Elle semble avoir aussi avoir connu une descendance dans la peinture flamande. Un dessin de la Mort de la Vierge de Jan Boeckhorst (Paris, Institut néerlandais), préparatoire à un tableau perdu [9], offre une curieuse résonance au tableau de Sterrebeek, avec sa disposition en hauteur, une large draperie dominant le lit de la vierge mourante et les angelots du coin supérieur gauche. Il y a fort à parier que Boeckhorst a admiré la toile de Poussin lors d’un passage à Paris sur le chemin ou au retour d’un de ses deux voyages en Italie.

Pierre-Yves Kairis

Notes

[1Rappelons que l’article original est paru en flamand (NDLR).

[2Pour les références utiles sur ce tableau, on se reportera à : P.-Y. KAIRIS, « Poussin avant Poussin : la "Mort de la Vierge" retrouvée », dans Revue de l’art, 128, 2000, p. 61-69 ; ID., « La "Mort de la Vierge" de Nicolas Poussin : approche interdisciplinaire. I. Point de vue de l’historien d’art », dans Bulletin de l’Institut royal du Patrimoine artistique, t. 30, 2003, p. 85-91.

[3Archives de la Ville de Bruxelles, Fonds de l’Instruction publique, 107, Etat des Tableaux qui sont au Musée de Bruxelles et qui font partie de l’ancienne collection du Roi.

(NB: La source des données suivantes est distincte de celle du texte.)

//! Settings loaded from `~/.config/reelsource/config.toml`.
//!
//! Every field has a default, so a missing file or a partial one is fine.
//! The debrid token may also come from `REELSOURCE_DEBRID_TOKEN`.

use std::path::{Path, PathBuf};
use std::time::Duration;

use serde::{Deserialize, Serialize};

use crate::debrid::torbox::TORBOX_API_BASE;
use crate::error::ConfigurationError;
use crate::fetch::{FetchOptions, ProxyRoute};

pub const TOKEN_ENV: &str = "REELSOURCE_DEBRID_TOKEN";
pub const CONFIG_FILE: &str = "config.toml";
pub const PROVIDERS_FILE: &str = "providers.json";

/// Built-in source used when third-party mode is off.
#[derive(Debug, Clone, Copy, Default, PartialEq, Eq, Serialize, Deserialize)]
#[serde(rename_all = "lowercase")]
pub enum ActiveSource {
    #[default]
    Aggregator,
    Dmm,
}

/// A relay proxy entry in the settings file.
#[derive(Debug, Clone, PartialEq, Eq, Serialize, Deserialize)]
pub struct ProxyConfig {
    pub name: String,
    /// `{url}` is replaced by the encoded target, `{raw}` by the target as is.
    pub template: String,
}

#[derive(Debug, Clone, PartialEq, Eq, Serialize, Deserialize)]
#[serde(default)]
pub struct Settings {
    pub third_party_mode: bool,
    pub active_source: ActiveSource,
    pub debrid_token: Option<String>,
    pub debrid_url: String,

    pub aggregator_url: String,
    /// Path segment name carrying the credential, as in `{key}={token}`.
    pub aggregator_token_key: String,

    pub dmm_url: String,
    /// Ask the DMM source to return only cached results.
    pub dmm_prefilter: bool,

    pub proxies: Vec<ProxyConfig>,
    pub selected_proxy: Option<String>,

    pub attempt_timeout_secs: u64,
    pub direct_retries: u32,

    pub aggregator_timeout_secs: u64,
    pub dmm_timeout_secs: u64,
    pub provider_timeout_secs: u64,
    pub debrid_timeout_secs: u64,
}

impl Default for Settings {
    fn default() -> Self {
        Self {
            third_party_mode: false,
            active_source: ActiveSource::Aggregator,
            debrid_token: None,
            debrid_url: TORBOX_API_BASE.to_string(),
            aggregator_url: "https://torrentio.strem.fun".to_string(),
            aggregator_token_key: "torbox".to_string(),
            dmm_url: "https://debridmediamanager.com".to_string(),
            dmm_prefilter: false,
            proxies: Vec::new(),
            selected_proxy: None,
            attempt_timeout_secs: 8,
            direct_retries: 3,
            aggregator_timeout_secs: 15,
            dmm_timeout_secs: 30,
            provider_timeout_secs: 10,
            debrid_timeout_secs: 60,
        }
    }
}

impl Settings {
    /// Load from the default config directory, applying env overrides.
    pub fn load() -> Result<Self, ConfigurationError> {
        Self::load_from(&config_dir().join(CONFIG_FILE))
    }

    /// Load from `path`. A missing file yields defaults.
    pub fn load_from(path: &Path) -> Result<Self, ConfigurationError> {
        let mut settings = if path.exists() {
            let content =
                std::fs::read_to_string(path).map_err(|source| ConfigurationError::Read {
                    path: path.to_path_buf(),
                    source,
                })?;
            Self::parse(&content).map_err(|source| ConfigurationError::Parse {
                path: path.to_path_buf(),
                source,
            })?
        } else {
            Self::default()
        };

        if let Ok(token) = std::env::var(TOKEN_ENV) {
            if !token.trim().is_empty() {
                settings.debrid_token = Some(token);
            }
        }
        Ok(settings)
    }

    pub fn parse(content: &str) -> Result<Self, toml::de::Error> {
        toml::from_str(content)
    }

    /// The debrid token, if one is set and not blank.
    pub fn credential(&self) -> Option<&str> {
        self.debrid_token
            .as_deref()
            .map(str::trim)
            .filter(|t| !t.is_empty())
    }

    pub fn proxy_routes(&self) -> Vec<ProxyRoute> {
        self.proxies
            .iter()
            .map(|p| ProxyRoute::new(p.name.clone(), p.template.clone()))
            .collect()
    }

    /// Fetch options for unauthenticated source calls.
    pub fn fetch_options(&self) -> FetchOptions {
        FetchOptions::default()
            .with_attempt_timeout(Duration::from_secs(self.attempt_timeout_secs.max(1)))
            .with_direct_retries(self.direct_retries)
    }

    pub fn aggregator_timeout(&self) -> Duration {
        Duration::from_secs(self.aggregator_timeout_secs)
    }

    pub fn dmm_timeout(&self) -> Duration {
        Duration::from_secs(self.dmm_timeout_secs)
    }

    pub fn provider_timeout(&self) -> Duration {
        Duration::from_secs(self.provider_timeout_secs)
    }

    pub fn debrid_timeout(&self) -> Duration {
        Duration::from_secs(self.debrid_timeout_secs)
    }
}

/// `{config_dir}/reelsource`, or `./reelsource` when no config dir exists.
pub fn config_dir() -> PathBuf {
    dirs::config_dir()
        .unwrap_or_else(|| PathBuf::from("."))
        .join("reelsource")
}

#[cfg(test)]
mod tests {
    use super::*;

    #[test]
    fn empty_file_gives_defaults() {
        let settings = Settings::parse("").unwrap();
        assert_eq!(settings, Settings::default());
        assert_eq!(settings.active_source, ActiveSource::Aggregator);
        assert_eq!(settings.aggregator_timeout(), Duration::from_secs(15));
        assert_eq!(settings.dmm_timeout(), Duration::from_secs(30));
    }

    #[test]
    fn parses_partial_file() {
        let settings = Settings::parse(
            r#"
third_party_mode = true
active_source = "dmm"
debrid_token = "abc"
selected_proxy = "relay"

[[proxies]]
name = "relay"
template = "https://relay.example/?url={url}"
"#,
        )
        .unwrap();
        assert!(settings.third_party_mode);
        assert_eq!(settings.active_source, ActiveSource::Dmm);
        assert_eq!(settings.credential(), Some("abc"));
        assert_eq!(settings.proxy_routes().len(), 1);
        assert_eq!(settings.provider_timeout_secs, 10);
    }

    #[test]
    fn blank_token_is_no_credential() {
        let settings = Settings {
            debrid_token: Some("   ".to_string()),
            ..Settings::default()
        };
        assert_eq!(settings.credential(), None);
    }

    #[test]
    fn unknown_source_is_rejected() {
        assert!(Settings::parse(r#"active_source = "usenet""#).is_err());
    }

    #[test]
    fn missing_file_yields_defaults() {
        let dir = tempfile::tempdir().unwrap();
        let settings = Settings::load_from(&dir.path().join("absent.toml")).unwrap();
        assert_eq!(settings.aggregator_token_key, "torbox");
    }

    #[test]
    fn unreadable_toml_reports_path() {
        let dir = tempfile::tempdir().unwrap();
        let path = dir.path().join(CONFIG_FILE);
        std::fs::write(&path, "third_party_mode = [").unwrap();
        let err = Settings::load_from(&path).unwrap_err();
        assert!(matches!(err, ConfigurationError::Parse { .. }));
        assert!(err.to_string().contains(CONFIG_FILE));
    }
}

La Commission municipale de la Ville de Bruxelles opposa une fin de non recevoir à cette requête ; elle avait au passage opportunément relevé que la Mort de la Vierge ne provenait pas des collections royales mais bien de la cathédrale de Paris.

[4I. GODDEERIS, Opmerkingen betreffende enkele schilderijen uit de tweede zending van 1811 [sic voor 1802] die niet meer tot de collectie van de KMSKB behoren, dans M. VAN KALCK (dir.), De Koninklijke Musea voor Schone Kunsten van België. Twee eeuwen geschiedenis, t. 1, Brussel, 2003, p. 61.

[5Dans les années 1810, le Musée procédait couramment à des dépôts dans les églises des environs de Bruxelles. Aucune trace de dépôt à Sterrebeek n’a cependant été retrouvée dans les archives anciennes du Musée conservées aux Archives de la Ville de Bruxelles.

[6A. COSYN, Sterrebeek, Bruxelles, 1926, p. 14.

[7Voir par exemple, pour ne citer que les études récentes, P. BASSANI PACHT et N. SAINTE FARE GARNOT, La peinture parisienne de 1600 à 1630, dans Catalogue de l’exposition Marie de Médicis. Un gouvernement par les arts (Blois), Paris et Blois, 2003, p. 74-93 ; G. KAZEROUNI, Simon Vouet et la peinture à Paris au début du XVIIe siècle. Questions de style, dans Catalogue de l’exposition Loth et ses filles de Simon Vouet, Strasbourg, 2005, p. 59-76.

[8A. MERLE DU BOURG, Pierre-Paul Rubens et la France. 1610-1640, Villeneuve d’Ascq, 2004, p. 82.

[9Sur ce dessin, voir A.-M. LOGAN, Jan Boeckhorst als tekenaar, dans Catalogue de l’exposition Jan Boeckhorst 1604-1668 medewerker van Rubens (Anvers et Münster), Freren, 1990, p. 123-124.